Communicators’ roles in Earth Day can sometimes get a bad rap – terms like “greenwashing” and “green sheen” come to mind – for creating misleading spin about the critical issue of our planet’s health and a brand’s relationship to it. Putting a green leaf on packaging does not make a product earth friendly. But as we approach Earth Day on April 20, let’s rethink the role of public relations in this awareness-raising moment and remember its roots.
The first Earth Day activities were staged in New York City in 1970. One of the five organizers who led the events did so with a public relations lens and her later work became a model for how public relations can change hearts and minds – and shape public policy. (Marilyn Laurie went on to have a 27-year career in PR and was the first woman named to AT&T’s executive policy committee in the 1980s).
Just like any good communications strategy, Earth Day campaigns must start with the “so what?” Making clear to reporters, readers, and all audiences why an organization’s work matters in the context of Earth Day is step one. For example, the answer to “so what?” for international nonprofit Health In Harmony is that stopping deforestation in the Amazon rainforest helps protect the lungs of the Earth and therefore serves us all. And for an organization like OEKO-TEX, which tests products for toxic chemicals, one of the answers to the “so what?” question might be that empowering consumers to make safer and more sustainable shopping decisions ultimately protects people and the planet.
Lead with that “why” whenever possible, and especially when tying your organization’s work to a larger cause like climate change or sustainability. The ability to share how a brand’s mission and work aligns with environmental causes every day – not only on Earth Day – lends authenticity and validity.
Once that authenticity is established, rely on the “show don’t tell” method of storytelling. Share real-life examples of how your company or client is making good on their claims about being eco-conscious and actively working to address the climate crisis. Feature people in your organization who are making a difference for the environment through their actions, too. That helps media see the personal connection to the purpose. Doing so aligns with the original intent of Earth Day, and awareness days more broadly.
When a company is truly sustainable, all a PR practitioner needs to do is share its story, rather than “shape the narrative.” Take Little Leaf Farms, for example, which grows flavorful, crisp, leafy baby green lettuce in a state-of-the-art, energy-efficient, sustainable greenhouse. The company grows its fresh lettuce hydroponically without harmful chemical pesticides, herbicides, or fungicides and delivers it within 24 hours of harvesting. By innovating greenhouse growing, capturing rainwater, and using sunlight, Little Leaf Farms is an industry leader in controlled environment agriculture.

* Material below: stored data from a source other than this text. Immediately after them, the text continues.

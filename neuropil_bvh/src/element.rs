// Copyright 2026 the Neuropil Authors
// SPDX-License-Identifier: Apache-2.0 OR MIT

//! The contract indexed elements must satisfy.

use alloc::rc::Rc;

use glam::DVec3;

use crate::bounds::Aabb;
use crate::signal::Signal;

/// An item the hierarchy can index.
///
/// Elements are owned by the host; the hierarchy only ever holds shared
/// handles to them and never decides their lifetime. Two rules bind the host:
///
/// - Whichever code path mutates an element's bounds must call
///   [`Signal::emit`] on [`Element::bounds_changed`] afterwards, on the same
///   thread, so the hierarchy can refit the affected branch.
/// - An element must be removed from every hierarchy indexing it before the
///   host drops its last handle. The hierarchy does not track element
///   lifetime at runtime.
pub trait Element {
    /// The element's current bounding box.
    fn bounds(&self) -> Aabb;

    /// Per-element tolerance vector, applied at leaf-level query checks.
    fn spacing(&self) -> DVec3;

    /// Notification emitted after the element's bounds have been mutated.
    fn bounds_changed(&self) -> &Signal;
}

/// Shared handle to a type-erased element.
pub type ElementRef = Rc<dyn Element>;
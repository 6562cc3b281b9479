// Copyright 2026 the Neuropil Authors
// SPDX-License-Identifier: Apache-2.0 OR MIT

//! Concrete scene items.

use core::cell::Cell;
use core::fmt::Debug;

use glam::DVec3;
use neuropil_bvh::{Aabb, Element, Signal};

use crate::types::{ItemFlags, ItemKind};

/// A stack or segmentation held by a [`Scene`](crate::Scene).
///
/// Geometry is interior-mutable so shared handles stay usable while the item
/// is indexed; [`SceneItem::set_bounds`] stores the new box and emits the
/// bounds-changed signal in one step, which keeps any indexing locator
/// current without further calls.
pub struct SceneItem {
    kind: ItemKind,
    flags: Cell<ItemFlags>,
    bounds: Cell<Aabb>,
    spacing: Cell<DVec3>,
    changed: Signal,
}

impl SceneItem {
    /// Create an item with default flags.
    pub fn new(kind: ItemKind, bounds: Aabb, spacing: DVec3) -> Self {
        Self {
            kind,
            flags: Cell::new(ItemFlags::default()),
            bounds: Cell::new(bounds),
            spacing: Cell::new(spacing),
            changed: Signal::new(),
        }
    }

    /// What the item represents.
    pub fn kind(&self) -> ItemKind {
        self.kind
    }

    /// Current state flags.
    pub fn flags(&self) -> ItemFlags {
        self.flags.get()
    }

    /// Replace the state flags. Flags do not affect geometry, so no
    /// notification is emitted.
    pub fn set_flags(&self, flags: ItemFlags) {
        self.flags.set(flags);
    }

    /// Store a new bounding box and notify subscribers.
    pub fn set_bounds(&self, bounds: Aabb) {
        self.bounds.set(bounds);
        self.changed.emit();
    }

    /// Replace the per-item spacing. Spacing only widens leaf-level query
    /// checks; the indexed box is unchanged, so nothing is emitted.
    pub fn set_spacing(&self, spacing: DVec3) {
        self.spacing.set(spacing);
    }
}

impl Element for SceneItem {
    fn bounds(&self) -> Aabb {
        self.bounds.get()
    }

    fn spacing(&self) -> DVec3 {
        self.spacing.get()
    }

    fn bounds_changed(&self) -> &Signal {
        &self.changed
    }
}

impl Debug for SceneItem {
    fn fmt(&self, f: &mut core::fmt::Formatter<'_>) -> core::fmt::Result {
        f.debug_struct("SceneItem")
            .field("kind", &self.kind)
            .field("flags", &self.flags.get())
            .field("bounds", &self.bounds.get())
            .field("spacing", &self.spacing.get())
            .finish_non_exhaustive()
    }
}
// Copyright 2026 the Neuropil Authors
// SPDX-License-Identifier: Apache-2.0 OR MIT

//! Synchronous change notification.
//!
//! [`Signal`] is the explicit observer seam between elements and the
//! hierarchy: whoever mutates an element's bounds calls [`Signal::emit`], and
//! every connected callback runs to completion on the calling thread before
//! `emit` returns. The hierarchy connects exactly one callback per leaf and
//! disconnects it when the leaf stops holding the element.

use alloc::rc::Rc;
use alloc::vec::Vec;
use core::cell::RefCell;
use core::fmt::Debug;

/// Handle returned by [`Signal::connect`], used to disconnect later.
#[derive(Copy, Clone, Debug, PartialEq, Eq)]
pub struct Subscription(u64);

/// A single-threaded, synchronous notification source.
pub struct Signal {
    inner: RefCell<Inner>,
}

#[derive(Default)]
struct Inner {
    next: u64,
    slots: Vec<(u64, Rc<dyn Fn()>)>,
}

impl Signal {
    /// Create a signal with no subscribers.
    pub fn new() -> Self {
        Self {
            inner: RefCell::new(Inner::default()),
        }
    }

    /// Register `callback` to run on every [`Signal::emit`]. Callbacks run in
    /// registration order.
    pub fn connect(&self, callback: impl Fn() + 'static) -> Subscription {
        let mut inner = self.inner.borrow_mut();
        inner.next += 1;
        let id = inner.next;
        inner.slots.push((id, Rc::new(callback)));
        Subscription(id)
    }

    /// Remove a previously connected callback. Disconnecting twice, or with a
    /// subscription from another signal, is a no-op.
    pub fn disconnect(&self, subscription: Subscription) {
        self.inner
            .borrow_mut()
            .slots
            .retain(|(id, _)| *id != subscription.0);
    }

    /// Invoke every connected callback, synchronously, in registration order.
    ///
    /// Callbacks may connect or disconnect subscribers on this signal; such
    /// changes take effect for positions not yet visited in this emission.
    pub fn emit(&self) {
        let mut i = 0;
        loop {
            let callback = {
                let inner = self.inner.borrow();
                inner.slots.get(i).map(|(_, cb)| Rc::clone(cb))
            };
            match callback {
                Some(cb) => {
                    cb();
                    i += 1;
                }
                None => break,
            }
        }
    }

    /// Number of connected callbacks.
    pub fn subscriber_count(&self) -> usize {
        self.inner.borrow().slots.len()
    }
}

impl Default for Signal {
    fn default() -> Self {
        Self::new()
    }
}

impl Debug for Signal {
    fn fmt(&self, f: &mut core::fmt::Formatter<'_>) -> core::fmt::Result {
        f.debug_struct("Signal")
            .field("subscribers", &self.subscriber_count())
            .finish_non_exhaustive()
    }
}
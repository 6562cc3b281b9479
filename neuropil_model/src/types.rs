// Copyright 2026 the Neuropil Authors
// SPDX-License-Identifier: Apache-2.0 OR MIT

//! Public types for the item store: identifiers, kinds, flags, and query
//! filters.

/// Identifier for an item in a [`Scene`](crate::Scene).
///
/// A small, copyable handle consisting of a slot index and a generation
/// counter. On removal the slot is freed; any `ItemId` that pointed there is
/// stale from then on. Reusing a freed slot bumps its generation, so a stale
/// id never aliases a different live item; check liveness with
/// [`Scene::is_alive`](crate::Scene::is_alive).
#[derive(Copy, Clone, Debug, Eq, PartialEq, Hash)]
pub struct ItemId(pub(crate) u32, pub(crate) u32);

impl ItemId {
    #[allow(
        clippy::cast_possible_truncation,
        reason = "Item ids are intentionally 32-bit; higher bits are truncated by design."
    )]
    pub(crate) const fn new(idx: usize, generation: u32) -> Self {
        Self(idx as u32, generation)
    }

    pub(crate) const fn idx(self) -> usize {
        self.0 as usize
    }
}

/// What an item represents.
#[derive(Copy, Clone, Debug, PartialEq, Eq, Hash)]
pub enum ItemKind {
    /// An acquired image stack. The first stack's spacing doubles as the
    /// scene's view spacing.
    Stack,
    /// A segmented structure extracted from a stack.
    Segmentation,
}

bitflags::bitflags! {
    /// Item state flags used to narrow query results.
    #[derive(Clone, Copy, Debug, PartialEq, Eq, Hash)]
    pub struct ItemFlags: u8 {
        /// Item is shown in views.
        const VISIBLE = 0b0000_0001;
        /// Item accepts edits.
        const ENABLED = 0b0000_0010;
    }
}

impl Default for ItemFlags {
    fn default() -> Self {
        Self::VISIBLE | Self::ENABLED
    }
}

/// Filters applied to [`Scene`](crate::Scene) query results.
///
/// The locator itself matches purely on geometry; filtering happens on the
/// returned set.
#[derive(Clone, Copy, Debug, Default)]
pub struct QueryFilter {
    /// If true, only return items flagged [`ItemFlags::VISIBLE`].
    pub visible_only: bool,
    /// If set, only return items of this kind.
    pub kind: Option<ItemKind>,
}
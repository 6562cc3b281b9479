// Copyright 2026 the Neuropil Authors
// SPDX-License-Identifier: Apache-2.0 OR MIT

//! Neuropil Model: an item store wired to the Neuropil BVH locator.
//!
//! This crate is the host-side companion to [`neuropil_bvh`]: it owns the
//! actual items (image stacks and the segmentations extracted from them),
//! hands out generational [`ItemId`] handles, and keeps a spatial locator
//! synchronized with every geometry edit.
//!
//! - [`SceneItem`]: bounds, per-item spacing, kind, and state flags, with a
//!   change signal emitted on bounds edits.
//! - [`Scene`]: slot storage, add/remove, locator queries by point or
//!   region using the first stack's spacing as the view spacing, and
//!   [`QueryFilter`] narrowing by kind and visibility.
//!
//! The remove-before-destroy rule of the locator is enforced structurally:
//! [`Scene::remove`] always removes the item from the locator before
//! dropping the stored handle.
//!
//! # Example
//!
//! ```
//! use glam::DVec3;
//! use neuropil_bvh::Aabb;
//! use neuropil_model::{ItemKind, QueryFilter, Scene};
//!
//! let mut scene = Scene::new();
//! let _stack = scene.add(
//!     ItemKind::Stack,
//!     Aabb::new(DVec3::ZERO, DVec3::splat(100.0)),
//!     DVec3::splat(2.0),
//! );
//! let soma = scene.add(
//!     ItemKind::Segmentation,
//!     Aabb::new(DVec3::splat(10.0), DVec3::splat(20.0)),
//!     DVec3::splat(2.0),
//! );
//!
//! let segs = scene.items_at_filtered(
//!     DVec3::splat(15.0),
//!     QueryFilter {
//!         kind: Some(ItemKind::Segmentation),
//!         ..QueryFilter::default()
//!     },
//! );
//! assert_eq!(segs.len(), 1);
//! assert_eq!(scene.id_of(&segs[0]), Some(soma));
//! ```

#![no_std]

extern crate alloc;

pub mod item;
pub mod scene;
pub mod types;

pub use item::SceneItem;
pub use scene::Scene;
pub use types::{ItemFlags, ItemId, ItemKind, QueryFilter};
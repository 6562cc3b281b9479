// Copyright 2026 the Neuropil Authors
// SPDX-License-Identifier: Apache-2.0 OR MIT

use std::cell::Cell;
use std::rc::Rc;

use criterion::{BatchSize, Criterion, Throughput, black_box, criterion_group, criterion_main};
use glam::DVec3;
use neuropil_bvh::{Aabb, Dbvh, Element, Signal};
use neuropil_model::{ItemKind, Scene};

struct Block {
    bounds: Cell<Aabb>,
    changed: Signal,
}

impl Block {
    fn new(aabb: Aabb) -> Rc<Self> {
        Rc::new(Self {
            bounds: Cell::new(aabb),
            changed: Signal::new(),
        })
    }

    fn relocate(&self, aabb: Aabb) {
        self.bounds.set(aabb);
        self.changed.emit();
    }
}

impl Element for Block {
    fn bounds(&self) -> Aabb {
        self.bounds.get()
    }

    fn spacing(&self) -> DVec3 {
        DVec3::ZERO
    }

    fn bounds_changed(&self) -> &Signal {
        &self.changed
    }
}

#[derive(Clone)]
struct Rng(u64);

impl Rng {
    fn new(seed: u64) -> Self {
        Self(seed)
    }
    fn next_u64(&mut self) -> u64 {
        let mut x = self.0;
        x ^= x << 13;
        x ^= x >> 7;
        x ^= x << 17;
        self.0 = x;
        x
    }
    fn next_f64(&mut self) -> f64 {
        let v = self.next_u64() >> 11;
        (v as f64) / ((1u64 << 53) as f64)
    }
}

fn gen_grid_boxes(n: usize, cell: f64) -> Vec<Aabb> {
    let mut out = Vec::with_capacity(n * n * n);
    for z in 0..n {
        for y in 0..n {
            for x in 0..n {
                let min = DVec3::new(x as f64 * cell, y as f64 * cell, z as f64 * cell);
                out.push(Aabb::new(min, min + DVec3::splat(cell * 0.8)));
            }
        }
    }
    out
}

fn gen_random_boxes(count: usize, span: f64, extent: f64, seed: u64) -> Vec<Aabb> {
    let mut out = Vec::with_capacity(count);
    let mut rng = Rng::new(seed);
    for _ in 0..count {
        let min = DVec3::new(
            rng.next_f64() * span,
            rng.next_f64() * span,
            rng.next_f64() * span,
        );
        out.push(Aabb::new(min, min + DVec3::splat(extent)));
    }
    out
}

fn query_region(span: f64) -> Aabb {
    let lo = span * 0.25;
    let hi = span * 0.55;
    Aabb::new(DVec3::splat(lo), DVec3::splat(hi))
}

fn bench_linear_scan(c: &mut Criterion) {
    let mut group = c.benchmark_group("linear_scan");
    for &n in &[8usize, 12, 16] {
        let boxes = gen_grid_boxes(n, 10.0);
        let region = query_region(n as f64 * 10.0);
        group.throughput(Throughput::Elements((n * n * n) as u64));
        group.bench_function(format!("region_query_n{}", n * n * n), |b| {
            b.iter(|| {
                let hits = boxes
                    .iter()
                    .filter(|aabb| aabb.intersects(&region, DVec3::ZERO))
                    .count();
                black_box(hits);
            })
        });
    }
    group.finish();
}

fn bench_bvh_bulk(c: &mut Criterion) {
    let mut group = c.benchmark_group("bvh_bulk");
    for &n in &[8usize, 12, 16] {
        let boxes = gen_grid_boxes(n, 10.0);
        let region = query_region(n as f64 * 10.0);
        group.throughput(Throughput::Elements((n * n * n) as u64));
        group.bench_function(format!("build_then_query_n{}", n * n * n), |b| {
            b.iter_batched(
                || boxes.iter().copied().map(Block::new).collect::<Vec<_>>(),
                |blocks| {
                    let tree: Dbvh<Block> = Dbvh::from_elements(blocks.iter().cloned());
                    let hits = tree.intersects(&region, DVec3::ZERO).len();
                    black_box(hits);
                },
                BatchSize::SmallInput,
            )
        });
    }
    group.finish();
}

fn bench_bvh_query_heavy(c: &mut Criterion) {
    let mut group = c.benchmark_group("bvh_query_heavy");
    let boxes = gen_random_boxes(4096, 2000.0, 15.0, 0xCAFE_F00D_DEAD_BEEF);
    group.bench_function("build_then_many_point_queries", |b| {
        b.iter_batched(
            || {
                let blocks: Vec<Rc<Block>> = boxes.iter().copied().map(Block::new).collect();
                Dbvh::from_elements(blocks.iter().cloned())
            },
            |tree| {
                let mut rng = Rng::new(0xBADC_F00D_1234_5678);
                let mut total = 0usize;
                for _ in 0..256 {
                    let p = DVec3::new(
                        rng.next_f64() * 2000.0,
                        rng.next_f64() * 2000.0,
                        rng.next_f64() * 2000.0,
                    );
                    total += tree.contains(p, DVec3::ZERO).len();
                }
                black_box(total);
            },
            BatchSize::SmallInput,
        )
    });
    group.finish();
}

fn bench_bvh_churn(c: &mut Criterion) {
    let mut group = c.benchmark_group("bvh_churn");
    let boxes = gen_random_boxes(1024, 1000.0, 12.0, 0xC1A5_7E55_9999_ABCD);
    group.bench_function("remove_insert_cycles", |b| {
        b.iter_batched(
            || {
                let blocks: Vec<Rc<Block>> = boxes.iter().copied().map(Block::new).collect();
                let tree = Dbvh::from_elements(blocks.iter().cloned());
                (tree, blocks)
            },
            |(mut tree, blocks)| {
                for block in blocks.iter().step_by(7) {
                    let _ = tree.remove(block);
                    tree.insert(block.clone());
                }
                black_box(tree.len());
            },
            BatchSize::SmallInput,
        )
    });
    group.finish();
}

fn bench_bvh_refit(c: &mut Criterion) {
    let mut group = c.benchmark_group("bvh_refit");
    let boxes = gen_random_boxes(1024, 1000.0, 12.0, 0xFACE_FEED_CAFE_BABE);
    let region = query_region(1000.0);
    group.bench_function("relocate_then_query", |b| {
        b.iter_batched(
            || {
                let blocks: Vec<Rc<Block>> = boxes.iter().copied().map(Block::new).collect();
                let tree = Dbvh::from_elements(blocks.iter().cloned());
                (tree, blocks)
            },
            |(tree, blocks)| {
                let mut rng = Rng::new(0x7777_1111_3333_9999);
                for block in blocks.iter().step_by(11) {
                    let min = DVec3::new(
                        rng.next_f64() * 1000.0,
                        rng.next_f64() * 1000.0,
                        rng.next_f64() * 1000.0,
                    );
                    block.relocate(Aabb::new(min, min + DVec3::splat(12.0)));
                }
                let hits = tree.intersects(&region, DVec3::ZERO).len();
                black_box(hits);
            },
            BatchSize::SmallInput,
        )
    });
    group.finish();
}

fn bench_scene(c: &mut Criterion) {
    let mut group = c.benchmark_group("scene");
    let boxes = gen_random_boxes(2048, 1500.0, 18.0, 0x0BAD_5EED_0BAD_5EED);
    let region = query_region(1500.0);
    group.bench_function("add_all_then_region_queries", |b| {
        b.iter_batched(
            Scene::new,
            |mut scene| {
                scene.add(
                    ItemKind::Stack,
                    Aabb::new(DVec3::ZERO, DVec3::splat(1500.0)),
                    DVec3::ONE,
                );
                for aabb in &boxes {
                    scene.add(ItemKind::Segmentation, *aabb, DVec3::ONE);
                }
                let mut total = 0usize;
                for _ in 0..16 {
                    total += scene.items_in(&region).len();
                }
                black_box(total);
            },
            BatchSize::SmallInput,
        )
    });
    group.finish();
}

criterion_group!(
    benches,
    bench_linear_scan,
    bench_bvh_bulk,
    bench_bvh_query_heavy,
    bench_bvh_churn,
    bench_bvh_refit,
    bench_scene,
);
criterion_main!(benches);
// Copyright 2026 the Neuropil Authors
// SPDX-License-Identifier: Apache-2.0 OR MIT

//! Neuropil BVH: a dynamic bounding volume hierarchy for 3D image-stack data.
//!
//! Neuropil BVH answers "which items overlap this point or region" over a
//! changing set of elements, each carrying an axis-aligned bounding box in
//! nanometer space and a per-item spacing tolerance.
//!
//! - Bulk-build from an element list, or insert and remove incrementally.
//! - Elements announce bounds changes through a [`Signal`]; the affected
//!   branch refits automatically, propagating to the root.
//! - Refits that change a box run a local rotation pass (surface-area
//!   heuristic) so incremental edits do not slowly ruin query performance.
//! - Point containment and region intersection queries with per-query and
//!   per-element spacing tolerances.
//!
//! The crate is `no_std` + `alloc` and single-threaded by design: the tree is
//! built for an event-driven host that serializes all mutation on one thread.
//!
//! # Element contract
//!
//! The tree never owns elements. The host must emit the element's
//! [`Element::bounds_changed`] signal after mutating its bounds, and must
//! remove an element from the tree before dropping the last handle to it.
//! See [`Element`] for the full contract.
//!
//! # Example
//!
//! ```
//! use std::cell::Cell;
//! use std::rc::Rc;
//!
//! use glam::DVec3;
//! use neuropil_bvh::{Aabb, Dbvh, Element, Signal};
//!
//! struct Region {
//!     bounds: Cell<Aabb>,
//!     changed: Signal,
//! }
//!
//! impl Element for Region {
//!     fn bounds(&self) -> Aabb {
//!         self.bounds.get()
//!     }
//!     fn spacing(&self) -> DVec3 {
//!         DVec3::ZERO
//!     }
//!     fn bounds_changed(&self) -> &Signal {
//!         &self.changed
//!     }
//! }
//!
//! let region = |min: DVec3, max: DVec3| {
//!     Rc::new(Region {
//!         bounds: Cell::new(Aabb::new(min, max)),
//!         changed: Signal::new(),
//!     })
//! };
//!
//! let a = region(DVec3::ZERO, DVec3::ONE);
//! let b = region(DVec3::new(2.0, 0.0, 0.0), DVec3::new(3.0, 1.0, 1.0));
//!
//! let mut tree: Dbvh<Region> = Dbvh::new();
//! tree.insert(a.clone());
//! tree.insert(b.clone());
//!
//! let hits = tree.contains(DVec3::splat(0.5), DVec3::ZERO);
//! assert_eq!(hits.len(), 1);
//! assert!(Rc::ptr_eq(&hits[0], &a));
//!
//! // Moving an element through its setter refits the tree on the spot.
//! a.bounds.set(Aabb::new(DVec3::splat(10.0), DVec3::splat(11.0)));
//! a.changed.emit();
//! assert!(tree.contains(DVec3::splat(0.5), DVec3::ZERO).is_empty());
//! assert_eq!(tree.contains(DVec3::splat(10.5), DVec3::ZERO).len(), 1);
//! ```

#![no_std]

extern crate alloc;

pub mod bounds;
pub mod element;
pub mod signal;
pub mod tree;

pub use bounds::{Aabb, Axis, DEFAULT_SPACING};
pub use element::{Element, ElementRef};
pub use signal::{Signal, Subscription};
pub use tree::Dbvh;
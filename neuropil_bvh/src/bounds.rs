// Copyright 2026 the Neuropil Authors
// SPDX-License-Identifier: Apache-2.0 OR MIT

//! Axis-aligned bounding boxes in nanometer space and the axis helpers the
//! hierarchy splits on.

use core::ops::{Index, IndexMut};

use glam::DVec3;

/// Spacing vector used when a caller has no view spacing at hand: one
/// nanometer of slack per axis.
pub const DEFAULT_SPACING: DVec3 = DVec3::ONE;

/// One of the three world axes.
#[derive(Copy, Clone, Debug, PartialEq, Eq)]
pub enum Axis {
    /// The X axis.
    X,
    /// The Y axis.
    Y,
    /// The Z axis.
    Z,
}

impl Axis {
    /// All three axes, in X, Y, Z order.
    pub fn all() -> impl Iterator<Item = Self> {
        [Self::X, Self::Y, Self::Z].into_iter()
    }
}

impl Index<Axis> for DVec3 {
    type Output = f64;

    fn index(&self, axis: Axis) -> &Self::Output {
        match axis {
            Axis::X => &self.x,
            Axis::Y => &self.y,
            Axis::Z => &self.z,
        }
    }
}

impl IndexMut<Axis> for DVec3 {
    fn index_mut(&mut self, axis: Axis) -> &mut Self::Output {
        match axis {
            Axis::X => &mut self.x,
            Axis::Y => &mut self.y,
            Axis::Z => &mut self.z,
        }
    }
}

/// Axis-aligned bounding box in 3D nanometer space.
///
/// A box is *valid* when `min[axis] <= max[axis]` on every axis. The inverted
/// box ([`Aabb::INVALID`], also the `Default`) is the explicit "no extent"
/// sentinel: it never matches a containment or intersection test, contributes
/// no surface area, and acts as the identity for [`Aabb::union`].
///
/// Coordinates are assumed to be finite; NaNs are out of contract.
#[derive(Copy, Clone, Debug, PartialEq)]
pub struct Aabb {
    /// Minimum corner.
    pub min: DVec3,
    /// Maximum corner.
    pub max: DVec3,
}

impl Aabb {
    /// The inverted sentinel box.
    pub const INVALID: Self = Self {
        min: DVec3::MAX,
        max: DVec3::MIN,
    };

    /// Create a box from its two corners.
    pub const fn new(min: DVec3, max: DVec3) -> Self {
        Self { min, max }
    }

    /// Create a box centered on `point` with zero extent.
    pub const fn from_point(point: DVec3) -> Self {
        Self {
            min: point,
            max: point,
        }
    }

    /// Whether `min <= max` holds on every axis.
    pub fn is_valid(&self) -> bool {
        self.min.cmple(self.max).all()
    }

    /// Centroid of the box. Meaningful only for valid boxes.
    pub fn center(&self) -> DVec3 {
        0.5 * (self.min + self.max)
    }

    /// Per-axis extents.
    pub fn extent(&self) -> DVec3 {
        self.max - self.min
    }

    /// Extent along a single axis.
    pub fn length(&self, axis: Axis) -> f64 {
        self.max[axis] - self.min[axis]
    }

    /// Smallest box covering both inputs. An invalid input acts as the
    /// identity; the union of two invalid boxes is invalid.
    pub fn union(&self, other: &Self) -> Self {
        if !self.is_valid() {
            return *other;
        }
        if !other.is_valid() {
            return *self;
        }
        Self {
            min: self.min.min(other.min),
            max: self.max.max(other.max),
        }
    }

    /// Whether the two boxes overlap, with `tolerance` of slack per axis.
    /// Invalid boxes never intersect anything.
    pub fn intersects(&self, other: &Self, tolerance: DVec3) -> bool {
        self.is_valid()
            && other.is_valid()
            && (self.max + tolerance).cmpge(other.min).all()
            && (other.max + tolerance).cmpge(self.min).all()
    }

    /// Whether the box contains `point`, with `tolerance` of slack per axis.
    pub fn contains_point(&self, point: DVec3, tolerance: DVec3) -> bool {
        self.is_valid()
            && (self.min - tolerance).cmple(point).all()
            && point.cmple(self.max + tolerance).all()
    }

    /// Whether the box fully contains `other`, with `tolerance` of slack per
    /// axis.
    pub fn contains(&self, other: &Self, tolerance: DVec3) -> bool {
        self.is_valid()
            && other.is_valid()
            && (self.min - tolerance).cmple(other.min).all()
            && other.max.cmple(self.max + tolerance).all()
    }

    /// Total face area, `2 * (dx*dy + dy*dz + dz*dx)`, the cost proxy for the
    /// rotation heuristic. Zero for invalid boxes.
    pub fn surface_area(&self) -> f64 {
        if !self.is_valid() {
            return 0.0;
        }
        let e = self.extent();
        2.0 * (e.x * e.y + e.y * e.z + e.z * e.x)
    }

    /// Axis of greatest extent. Ties fall through the comparison chain: X only
    /// when strictly longest, then Y over Z. Invalid boxes report X.
    pub fn longest_axis(&self) -> Axis {
        if !self.is_valid() {
            return Axis::X;
        }
        let e = self.extent();
        if e.x > e.y && e.x > e.z {
            Axis::X
        } else if e.y > e.z {
            Axis::Y
        } else {
            Axis::Z
        }
    }
}

impl Default for Aabb {
    fn default() -> Self {
        Self::INVALID
    }
}
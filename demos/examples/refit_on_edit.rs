// Copyright 2026 the Neuropil Authors
// SPDX-License-Identifier: Apache-2.0 OR MIT

//! Refit on edit.
//!
//! Move a segmentation through the scene API and watch queries follow the
//! new position without any explicit locator maintenance.
//!
//! Run:
//! - `cargo run -p neuropil_demos --example refit_on_edit`

use glam::DVec3;
use neuropil_bvh::Aabb;
use neuropil_model::{ItemKind, QueryFilter, Scene};

fn main() {
    let mut scene = Scene::new();
    scene.add(
        ItemKind::Stack,
        Aabb::new(DVec3::ZERO, DVec3::splat(256.0)),
        DVec3::splat(2.0),
    );
    let segs_only = QueryFilter {
        kind: Some(ItemKind::Segmentation),
        ..QueryFilter::default()
    };

    let mut ids = Vec::new();
    for i in 0..6 {
        let min = DVec3::new(20.0 + 30.0 * i as f64, 40.0, 40.0);
        ids.push(scene.add(
            ItemKind::Segmentation,
            Aabb::new(min, min + DVec3::splat(12.0)),
            DVec3::splat(2.0),
        ));
    }
    let moving = ids[2];

    let old_spot = DVec3::new(86.0, 46.0, 46.0);
    let new_spot = DVec3::new(200.0, 210.0, 220.0);
    assert_eq!(scene.items_at_filtered(old_spot, segs_only).len(), 1);
    assert_eq!(scene.items_at_filtered(new_spot, segs_only).len(), 0);

    // A proofreading edit relocates the segmentation; the item's change
    // signal refits the locator on the spot.
    scene.set_bounds(
        moving,
        Aabb::new(
            new_spot - DVec3::splat(6.0),
            new_spot + DVec3::splat(6.0),
        ),
    );

    assert_eq!(scene.items_at_filtered(old_spot, segs_only).len(), 0);
    let hits = scene.items_at_filtered(new_spot, segs_only);
    assert_eq!(hits.len(), 1);
    assert_eq!(scene.id_of(&hits[0]), Some(moving));
    println!("segmentation {moving:?} found at its edited position {new_spot:?}");
    println!("scene after the edit: {scene:?}");
}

For PR pros, it’s amazing when a company’s story is perfect in its own right. Then the job is simply to share it far and wide. The late Marilyn Laurie understood the importance of using communications as a strategic tool to make positive change. Creating a day to celebrate the earth was an important first step in getting the public to appreciate and pay attention to the source of all of our precious, life-sustaining, natural resources. In doing so, she underscored the core of what is best about public relations: its ability to leverage communications to move people and polity for good.